— Instructions to follow —
In the listing below, repeat exactly every line from the first through the line containing "Hashers with per-process", with nothing else.

:::

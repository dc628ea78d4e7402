//! # Partitioning Strategies
//!
//! Hashing seams used by the [`Router`](crate::router::Router) to map an
//! affinity key onto one member of a node pool.
//!
//! - **[`Sha256Partitioner`]**: cryptographic-strength hash; the same key always
//!   lands on the same partition, across processes and restarts.
//! - **[`Xxh3Partitioner`]**: fast non-cryptographic hash, also unseeded and
//!   therefore stable across restarts. Used for category lanes.
//! - **[`RandomPartitioner`]**: uniform choice per call, ignores the key.
//!
//! Hashers with per-process random state (`std::collections::hash_map::DefaultHasher`
//! with `RandomState`, `ahash`) must not be used here: they break the
//! "same key, same node" guarantee between deployments.

use rand::Rng;
use sha2::{Digest, Sha256};
use xxhash_rust::xxh3::xxh3_64;

/// Maps a key onto a partition index.
pub trait Partitioner: Send + Sync {
  /// Returns the partition index for `key`, in `0..num_partitions`.
  ///
  /// Returns `0` when `num_partitions` is zero.
  fn partition(&self, key: &str, num_partitions: usize) -> usize;
}

/// SHA-256 based partitioner.
///
/// The first eight digest bytes are read big-endian and reduced modulo the
/// partition count.
#[derive(Debug, Clone, Copy, Default)]
pub struct Sha256Partitioner;

impl Sha256Partitioner {
  /// Creates a new SHA-256 partitioner.
  #[must_use]
  pub fn new() -> Self {
    Self
  }

  fn hash_key(key: &str) -> u64 {
    let digest = Sha256::digest(key.as_bytes());
    let mut prefix = [0u8; 8];
    prefix.copy_from_slice(&digest[..8]);
    u64::from_be_bytes(prefix)
  }
}

impl Partitioner for Sha256Partitioner {
  fn partition(&self, key: &str, num_partitions: usize) -> usize {
    if num_partitions == 0 {
      return 0;
    }
    (Self::hash_key(key) % num_partitions as u64) as usize
  }
}

/// xxh3-64 based partitioner.
#[derive(Debug, Clone, Copy, Default)]
pub struct Xxh3Partitioner;

impl Xxh3Partitioner {
  /// Creates a new xxh3 partitioner.
  #[must_use]
  pub fn new() -> Self {
    Self
  }
}

impl Partitioner for Xxh3Partitioner {
  fn partition(&self, key: &str, num_partitions: usize) -> usize {
    if num_partitions == 0 {
      return 0;
    }
    (xxh3_64(key.as_bytes()) % num_partitions as u64) as usize
  }
}

/// Uniform random partitioner.
#[derive(Debug, Clone, Copy, Default)]
pub struct RandomPartitioner;

impl RandomPartitioner {
  /// Creates a new random partitioner.
  #[must_use]
  pub fn new() -> Self {
    Self
  }
}

impl Partitioner for RandomPartitioner {
  fn partition(&self, _key: &str, num_partitions: usize) -> usize {
    if num_partitions == 0 {
      return 0;
    }
    rand::thread_rng().gen_range(0..num_partitions)
  }
}

#[cfg(test)]
mod tests {
  use super::*;
  use std::collections::HashSet;

  #[test]
  fn test_sha256_partitioner_is_deterministic() {
    let partitioner = Sha256Partitioner::new();
    let p1 = partitioner.partition("user-42", 7);
    let p2 = partitioner.partition("user-42", 7);
    let p3 = partitioner.partition("user-42", 7);
    assert_eq!(p1, p2);
    assert_eq!(p2, p3);
    assert!(p1 < 7);
  }

  #[test]
  fn test_sha256_partitioner_matches_known_digest() {
    // sha256("abc") starts with ba7816bf8f01cfea
    assert_eq!(Sha256Partitioner::hash_key("abc"), 0xba78_16bf_8f01_cfea);
    let expected = (0xba78_16bf_8f01_cfea_u64 % 5) as usize;
    assert_eq!(Sha256Partitioner::new().partition("abc", 5), expected);
  }

  #[test]
  fn test_xxh3_partitioner_is_unseeded() {
    let partitioner = Xxh3Partitioner::new();
    let expected = (xxh3_64(b"ARENA_0") % 3) as usize;
    assert_eq!(partitioner.partition("ARENA_0", 3), expected);
  }

  #[test]
  fn test_hash_partitioners_spread_keys() {
    for (name, partitioner) in [
      ("sha256", &Sha256Partitioner::new() as &dyn Partitioner),
      ("xxh3", &Xxh3Partitioner::new()),
    ] {
      let used: HashSet<usize> = (0..200)
        .map(|i| partitioner.partition(&format!("key-{i}"), 4))
        .collect();
      assert_eq!(used.len(), 4, "{name} left partitions unused");
    }
  }

  #[test]
  fn test_random_partitioner_stays_in_range_and_varies() {
    let partitioner = RandomPartitioner::new();
    let seen: HashSet<usize> = (0..500).map(|_| partitioner.partition("k", 3)).collect();
    assert!(seen.iter().all(|p| *p < 3));
    assert!(seen.len() > 1);
  }

  #[test]
  fn test_zero_partitions() {
    assert_eq!(Sha256Partitioner::new().partition("k", 0), 0);
    assert_eq!(Xxh3Partitioner::new().partition("k", 0), 0);
    assert_eq!(RandomPartitioner::new().partition("k", 0), 0);
  }

  #[test]
  fn test_single_partition() {
    assert_eq!(Sha256Partitioner::new().partition("a", 1), 0);
    assert_eq!(Xxh3Partitioner::new().partition("b", 1), 0);
    assert_eq!(RandomPartitioner::new().partition("c", 1), 0);
  }
}
//! Media primitives
//!
//! Frames, tracks, and streams are lightweight shared handles: a
//! [`VideoTrack`] clone observes every frame its producer pushes, which is
//! what lets the compositor read remote feeds by reference and lets a call
//! swap its outgoing track without renegotiation. Each remote stream gets
//! exactly one decode handle in the [`TrackRouter`], independent of whether
//! it is currently visible.

use crate::types::PeerId;
use async_trait::async_trait;
use bytes::{Bytes, BytesMut};
use parking_lot::RwLock;
use std::collections::HashMap;
use std::sync::atomic::{AtomicBool, Ordering};
use std::sync::Arc;
use thiserror::Error;
use uuid::Uuid;

/// Bytes per RGBA pixel
pub const BYTES_PER_PIXEL: usize = 4;

/// Media errors
#[derive(Error, Debug)]
pub enum MediaError {
    /// Frame buffer length does not match its dimensions
    #[error("frame buffer is {actual} bytes, expected {expected} for {width}x{height}")]
    BadFrameBuffer {
        /// Declared width
        width: u32,
        /// Declared height
        height: u32,
        /// Required byte length
        expected: usize,
        /// Provided byte length
        actual: usize,
    },
}

/// Local capture failures
///
/// The only error class surfaced to the user as blocking: without local
/// media there is no session to start.
#[derive(Error, Debug)]
pub enum CaptureError {
    /// Access to the device was refused
    #[error("capture access denied: {0}")]
    Denied(String),

    /// No matching hardware present
    #[error("capture device missing: {0}")]
    NoDevice(String),
}

/// Unique identifier for a track
#[derive(Debug, Clone, Copy, PartialEq, Eq, Hash)]
pub struct TrackId(pub Uuid);

impl TrackId {
    /// Create a new random track ID
    pub fn new() -> Self {
        Self(Uuid::new_v4())
    }
}

impl Default for TrackId {
    fn default() -> Self {
        Self::new()
    }
}

impl std::fmt::Display for TrackId {
    fn fmt(&self, f: &mut std::fmt::Formatter<'_>) -> std::fmt::Result {
        write!(f, "{}", self.0)
    }
}

/// Unique identifier for a stream
#[derive(Debug, Clone, Copy, PartialEq, Eq, Hash)]
pub struct StreamId(pub Uuid);

impl StreamId {
    /// Create a new random stream ID
    pub fn new() -> Self {
        Self(Uuid::new_v4())
    }
}

impl Default for StreamId {
    fn default() -> Self {
        Self::new()
    }
}

impl std::fmt::Display for StreamId {
    fn fmt(&self, f: &mut std::fmt::Formatter<'_>) -> std::fmt::Result {
        write!(f, "{}", self.0)
    }
}

/// One RGBA8 video frame
#[derive(Debug, Clone, PartialEq, Eq)]
pub struct VideoFrame {
    width: u32,
    height: u32,
    data: Bytes,
}

impl VideoFrame {
    /// Wrap an existing RGBA buffer
    ///
    /// # Errors
    ///
    /// Returns [`MediaError::BadFrameBuffer`] when the buffer length does
    /// not equal `width * height * 4`.
    pub fn new(width: u32, height: u32, data: Bytes) -> Result<Self, MediaError> {
        let expected = width as usize * height as usize * BYTES_PER_PIXEL;
        if data.len() != expected {
            return Err(MediaError::BadFrameBuffer {
                width,
                height,
                expected,
                actual: data.len(),
            });
        }
        Ok(Self {
            width,
            height,
            data,
        })
    }

    /// A frame filled with a single color
    #[must_use]
    pub fn solid(width: u32, height: u32, rgba: [u8; 4]) -> Self {
        let mut buf = BytesMut::with_capacity(width as usize * height as usize * BYTES_PER_PIXEL);
        for _ in 0..(width as usize * height as usize) {
            buf.extend_from_slice(&rgba);
        }
        Self {
            width,
            height,
            data: buf.freeze(),
        }
    }

    /// An all-black frame
    #[must_use]
    pub fn black(width: u32, height: u32) -> Self {
        Self::solid(width, height, [0, 0, 0, 255])
    }

    /// Frame width in pixels
    #[must_use]
    pub fn width(&self) -> u32 {
        self.width
    }

    /// Frame height in pixels
    #[must_use]
    pub fn height(&self) -> u32 {
        self.height
    }

    /// Raw RGBA bytes
    #[must_use]
    pub fn data(&self) -> &Bytes {
        &self.data
    }

    /// Read one pixel; coordinates are clamped to the frame
    #[must_use]
    pub fn pixel(&self, x: u32, y: u32) -> [u8; 4] {
        let x = x.min(self.width.saturating_sub(1)) as usize;
        let y = y.min(self.height.saturating_sub(1)) as usize;
        let off = (y * self.width as usize + x) * BYTES_PER_PIXEL;
        [
            self.data[off],
            self.data[off + 1],
            self.data[off + 2],
            self.data[off + 3],
        ]
    }
}

/// A live video track
///
/// Clones share one frame cell: a push on any handle is observed by every
/// other handle on its next read.
#[derive(Debug, Clone)]
pub struct VideoTrack {
    id: TrackId,
    label: String,
    frame: Arc<RwLock<VideoFrame>>,
    enabled: Arc<AtomicBool>,
}

impl VideoTrack {
    /// Create a track seeded with an initial frame
    pub fn new(label: impl Into<String>, initial: VideoFrame) -> Self {
        Self {
            id: TrackId::new(),
            label: label.into(),
            frame: Arc::new(RwLock::new(initial)),
            enabled: Arc::new(AtomicBool::new(true)),
        }
    }

    /// Track identifier
    #[must_use]
    pub fn id(&self) -> TrackId {
        self.id
    }

    /// Human-readable source label
    #[must_use]
    pub fn label(&self) -> &str {
        &self.label
    }

    /// Publish the next frame
    pub fn push_frame(&self, frame: VideoFrame) {
        *self.frame.write() = frame;
    }

    /// Latest published frame (cheap: pixel data is refcounted)
    #[must_use]
    pub fn current_frame(&self) -> VideoFrame {
        self.frame.read().clone()
    }

    /// Enable or disable the track
    pub fn set_enabled(&self, enabled: bool) {
        self.enabled.store(enabled, Ordering::SeqCst);
    }

    /// Whether the track is enabled
    #[must_use]
    pub fn is_enabled(&self) -> bool {
        self.enabled.load(Ordering::SeqCst)
    }
}

/// A live audio track holding the most recent sample window
///
/// A disabled audio track models a muted microphone; producers keep pushing
/// samples either way, which is what makes talking-while-muted detectable.
#[derive(Debug, Clone)]
pub struct AudioTrack {
    id: TrackId,
    label: String,
    window: Arc<RwLock<Vec<f32>>>,
    enabled: Arc<AtomicBool>,
}

impl AudioTrack {
    /// Create a silent track
    pub fn new(label: impl Into<String>) -> Self {
        Self {
            id: TrackId::new(),
            label: label.into(),
            window: Arc::new(RwLock::new(Vec::new())),
            enabled: Arc::new(AtomicBool::new(true)),
        }
    }

    /// Track identifier
    #[must_use]
    pub fn id(&self) -> TrackId {
        self.id
    }

    /// Human-readable source label
    #[must_use]
    pub fn label(&self) -> &str {
        &self.label
    }

    /// Replace the rolling sample window
    pub fn push_samples(&self, samples: &[f32]) {
        let mut window = self.window.write();
        window.clear();
        window.extend_from_slice(samples);
    }

    /// Copy of the latest sample window
    #[must_use]
    pub fn latest_window(&self) -> Vec<f32> {
        self.window.read().clone()
    }

    /// Enable (unmute) or disable (mute) the track
    pub fn set_enabled(&self, enabled: bool) {
        self.enabled.store(enabled, Ordering::SeqCst);
    }

    /// Whether the track is enabled
    #[must_use]
    pub fn is_enabled(&self) -> bool {
        self.enabled.load(Ordering::SeqCst)
    }
}

/// A bundle of at most one video track plus any number of audio tracks
#[derive(Debug, Clone)]
pub struct MediaStream {
    id: StreamId,
    video: Option<VideoTrack>,
    audio: Vec<AudioTrack>,
}

impl MediaStream {
    /// Assemble a stream from parts
    #[must_use]
    pub fn new(video: Option<VideoTrack>, audio: Vec<AudioTrack>) -> Self {
        Self {
            id: StreamId::new(),
            video,
            audio,
        }
    }

    /// The usual camera bundle: one video track, one microphone track
    #[must_use]
    pub fn camera(video: VideoTrack, mic: AudioTrack) -> Self {
        Self::new(Some(video), vec![mic])
    }

    /// Video-only stream (screen capture)
    #[must_use]
    pub fn video_only(video: VideoTrack) -> Self {
        Self::new(Some(video), Vec::new())
    }

    /// A stream whose picture is `video` and whose audio merges every track
    /// in `audio` — the shape of the host's composite-plus-microphone answer
    #[must_use]
    pub fn merged(video: VideoTrack, audio: Vec<AudioTrack>) -> Self {
        Self::new(Some(video), audio)
    }

    /// Stream identifier
    #[must_use]
    pub fn id(&self) -> StreamId {
        self.id
    }

    /// The video track, if any
    #[must_use]
    pub fn video(&self) -> Option<&VideoTrack> {
        self.video.as_ref()
    }

    /// Swap the video track, leaving audio untouched
    pub fn set_video(&mut self, track: VideoTrack) {
        self.video = Some(track);
    }

    /// All audio tracks
    #[must_use]
    pub fn audio(&self) -> &[AudioTrack] {
        &self.audio
    }

    /// First audio track, if any
    #[must_use]
    pub fn first_audio(&self) -> Option<&AudioTrack> {
        self.audio.first()
    }
}

/// Local capture seam
///
/// Camera capture yields video plus microphone audio; screen capture yields
/// video only. Denial or missing hardware is fatal to session start and is
/// surfaced, never silently retried.
#[async_trait]
pub trait MediaDevices: Send + Sync + 'static {
    /// Open camera and microphone
    async fn open_camera(&self) -> Result<MediaStream, CaptureError>;

    /// Open a screen capture stream
    async fn open_screen(&self) -> Result<MediaStream, CaptureError>;
}

/// Synthetic capture devices
///
/// Generates a test-pattern picture and a pure-tone microphone window, so
/// sessions can run without hardware. Construction flags simulate denial for
/// the capture-failure paths.
#[derive(Debug, Clone)]
pub struct SyntheticDevices {
    width: u32,
    height: u32,
    deny_camera: bool,
    deny_screen: bool,
}

impl SyntheticDevices {
    /// Devices producing `width` x `height` test frames
    #[must_use]
    pub fn new(width: u32, height: u32) -> Self {
        Self {
            width,
            height,
            deny_camera: false,
            deny_screen: false,
        }
    }

    /// Devices that refuse camera access
    #[must_use]
    pub fn camera_denied(mut self) -> Self {
        self.deny_camera = true;
        self
    }

    /// Devices that refuse screen access
    #[must_use]
    pub fn screen_denied(mut self) -> Self {
        self.deny_screen = true;
        self
    }

    /// A deterministic test-pattern frame: vertical color bands with a
    /// moving highlight column driven by `phase`
    #[must_use]
    pub fn test_pattern(width: u32, height: u32, phase: u32) -> VideoFrame {
        let bands: [[u8; 4]; 4] = [
            [235, 235, 235, 255],
            [190, 190, 60, 255],
            [60, 190, 190, 255],
            [60, 190, 60, 255],
        ];
        let highlight = (phase % width.max(1)) as usize;
        let mut buf =
            BytesMut::with_capacity(width as usize * height as usize * BYTES_PER_PIXEL);
        for _y in 0..height {
            for x in 0..width as usize {
                let band = bands[(x * bands.len()) / width.max(1) as usize % bands.len()];
                if x == highlight {
                    buf.extend_from_slice(&[255, 80, 80, 255]);
                } else {
                    buf.extend_from_slice(&band);
                }
            }
        }
        VideoFrame {
            width,
            height,
            data: buf.freeze(),
        }
    }

    /// One window of a pure sine tone
    #[must_use]
    pub fn tone_window(freq_hz: f32, sample_rate: f32, len: usize) -> Vec<f32> {
        (0..len)
            .map(|i| (2.0 * std::f32::consts::PI * freq_hz * i as f32 / sample_rate).sin())
            .collect()
    }
}

#[async_trait]
impl MediaDevices for SyntheticDevices {
    async fn open_camera(&self) -> Result<MediaStream, CaptureError> {
        if self.deny_camera {
            return Err(CaptureError::Denied("camera".to_string()));
        }
        let video = VideoTrack::new(
            "synthetic-camera",
            Self::test_pattern(self.width, self.height, 0),
        );
        let mic = AudioTrack::new("synthetic-mic");
        Ok(MediaStream::camera(video, mic))
    }

    async fn open_screen(&self) -> Result<MediaStream, CaptureError> {
        if self.deny_screen {
            return Err(CaptureError::Denied("screen".to_string()));
        }
        let video = VideoTrack::new(
            "synthetic-screen",
            VideoFrame::solid(self.width, self.height, [24, 24, 32, 255]),
        );
        Ok(MediaStream::video_only(video))
    }
}

/// Per-peer remote stream registry
///
/// One decode handle per remote peer, created when the peer's call stream
/// arrives and dropped when the call or link closes. The compositor reads
/// these by reference every tick; handles are never re-created per render.
#[derive(Debug, Default)]
pub struct TrackRouter {
    streams: RwLock<HashMap<PeerId, MediaStream>>,
}

impl TrackRouter {
    /// Empty router
    #[must_use]
    pub fn new() -> Self {
        Self::default()
    }

    /// Register (or replace) the remote stream for a peer
    pub fn attach(&self, peer: PeerId, stream: MediaStream) {
        self.streams.write().insert(peer, stream);
    }

    /// Drop a peer's stream handle
    pub fn detach(&self, peer: &PeerId) {
        self.streams.write().remove(peer);
    }

    /// Clone of the stream handle for one peer
    #[must_use]
    pub fn get(&self, peer: &PeerId) -> Option<MediaStream> {
        self.streams.read().get(peer).cloned()
    }

    /// Peers with a live stream, in stable order
    #[must_use]
    pub fn peers(&self) -> Vec<PeerId> {
        let mut peers: Vec<PeerId> = self.streams.read().keys().cloned().collect();
        peers.sort_by(|a, b| a.as_str().cmp(b.as_str()));
        peers
    }

    /// Number of registered streams
    #[must_use]
    pub fn len(&self) -> usize {
        self.streams.read().len()
    }

    /// Whether no stream is registered
    #[must_use]
    pub fn is_empty(&self) -> bool {
        self.streams.read().is_empty()
    }

    /// Drop every handle
    pub fn clear(&self) {
        self.streams.write().clear();
    }
}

:::

— Result for this task —
repository dc628ea78d4e7402
//! # Partitioning Strategies
//!
//! Hashing seams used by the [`Router`](crate::router::Router) to map an
//! affinity key onto one member of a node pool.
//!
//! - **[`Sha256Partitioner`]**: cryptographic-strength hash; the same key always
//!   lands on the same partition, across processes and restarts.
//! - **[`Xxh3Partitioner`]**: fast non-cryptographic hash, also unseeded and
//!   therefore stable across restarts. Used for category lanes.
//! - **[`RandomPartitioner`]**: uniform choice per call, ignores the key.
//!
//! Hashers with per-process random state (`std::collections::hash_map::DefaultHasher`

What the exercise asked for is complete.